** Data for the task follows **

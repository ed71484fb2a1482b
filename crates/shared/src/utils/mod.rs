mod gracefullshutdown;
mod logs;
mod metrics;
mod otel;

pub use self::gracefullshutdown::shutdown_signal;
pub use self::logs::init_logger;
pub use self::metrics::{SystemMetrics, run_metrics_collector};
pub use self::otel::{Telemetry, TracingContext};
//! Night-hours calculation.
//!
//! Computes the hours of a shift that fall inside the configured
//! night-differential window, which always spans from its start time through
//! midnight into its end time on the following day (22:00-05:00 by default).

use rust_decimal::Decimal;

use crate::error::EngineResult;

use super::MINUTES_PER_DAY;
use super::clock::minutes_since_midnight;

/// Calculates the hours of a shift that overlap the night window.
///
/// The overlap is the sum of two possibly-empty sub-intervals:
///
/// - the overlap with `[night_start, 24:00)`, and
/// - the overlap with `[24:00, 24:00 + night_end)` when the shift extends
///   past midnight, or `[00:00, night_end)` when the shift starts in the
///   early morning without crossing midnight.
///
/// Break time is assumed to be distributed proportionally across day and
/// night rather than concentrated in either, so the raw night minutes are
/// scaled by `1 - break_minutes / total_raw_span`. This is a simplifying
/// modeling assumption, not a labor-law rule. The result is clamped at
/// zero and a zero-length raw span yields zero.
///
/// # Arguments
///
/// * `start_time` - Shift start (`HH:mm`)
/// * `end_time` - Shift end (`HH:mm`; less than `start_time` for overnight shifts)
/// * `break_minutes` - Unpaid break duration in minutes
/// * `night_start` - Start of the night window (`HH:mm`)
/// * `night_end` - End of the night window on the following day (`HH:mm`)
///
/// # Returns
///
/// The night hours as a non-negative `Decimal`, or
/// [`EngineError::InvalidTimeFormat`](crate::error::EngineError::InvalidTimeFormat)
/// when any time string is malformed.
///
/// # Examples
///
/// ```
/// use workmate_engine::calculation::calculate_night_hours;
/// use rust_decimal::Decimal;
///
/// // Only 22:00-23:00 overlaps the default window.
/// let hours = calculate_night_hours("18:00", "23:00", 0, "22:00", "05:00").unwrap();
/// assert_eq!(hours, Decimal::new(1, 0));
///
/// // 22:00-02:00 of a midnight-crossing shift is all night time.
/// let hours = calculate_night_hours("20:00", "02:00", 0, "22:00", "05:00").unwrap();
/// assert_eq!(hours, Decimal::new(4, 0));
/// ```
pub fn calculate_night_hours(
    start_time: &str,
    end_time: &str,
    break_minutes: u32,
    night_start: &str,
    night_end: &str,
) -> EngineResult<Decimal> {
    let start_minutes = i64::from(minutes_since_midnight(start_time)?);
    let mut end_minutes = i64::from(minutes_since_midnight(end_time)?);
    let night_start_minutes = i64::from(minutes_since_midnight(night_start)?);
    let night_end_minutes = i64::from(minutes_since_midnight(night_end)?);

    // Handle overnight shifts
    if end_minutes < start_minutes {
        end_minutes += MINUTES_PER_DAY;
    }

    let total_span_minutes = end_minutes - start_minutes;
    if total_span_minutes == 0 {
        return Ok(Decimal::ZERO);
    }

    let mut night_minutes: i64 = 0;

    // Evening sub-window: [night_start, 24:00)
    if end_minutes > night_start_minutes {
        let overlap_start = start_minutes.max(night_start_minutes);
        let overlap_end = end_minutes.min(MINUTES_PER_DAY);
        night_minutes += (overlap_end - overlap_start).max(0);
    }

    // Morning sub-window: [24:00, 24:00 + night_end) for midnight-crossing
    // shifts, [00:00, night_end) for early-morning shifts.
    if end_minutes > MINUTES_PER_DAY {
        let adjusted_end = end_minutes - MINUTES_PER_DAY;
        night_minutes += adjusted_end.min(night_end_minutes).max(0);
    } else if start_minutes < night_end_minutes {
        let overlap_end = end_minutes.min(night_end_minutes);
        night_minutes += (overlap_end - start_minutes).max(0);
    }

    // Distribute the break proportionally across day and night hours.
    let mut night = Decimal::from(night_minutes);
    if break_minutes > 0 {
        let break_ratio = Decimal::from(break_minutes) / Decimal::from(total_span_minutes);
        night *= Decimal::ONE - break_ratio;
    }

    Ok((night / Decimal::from(60)).max(Decimal::ZERO))
}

** End of Data for the task **

§ **Problem to work on**:
Output nothing but the number of lines in the data containing the string "than".

§ **Reply to the exercise**:
2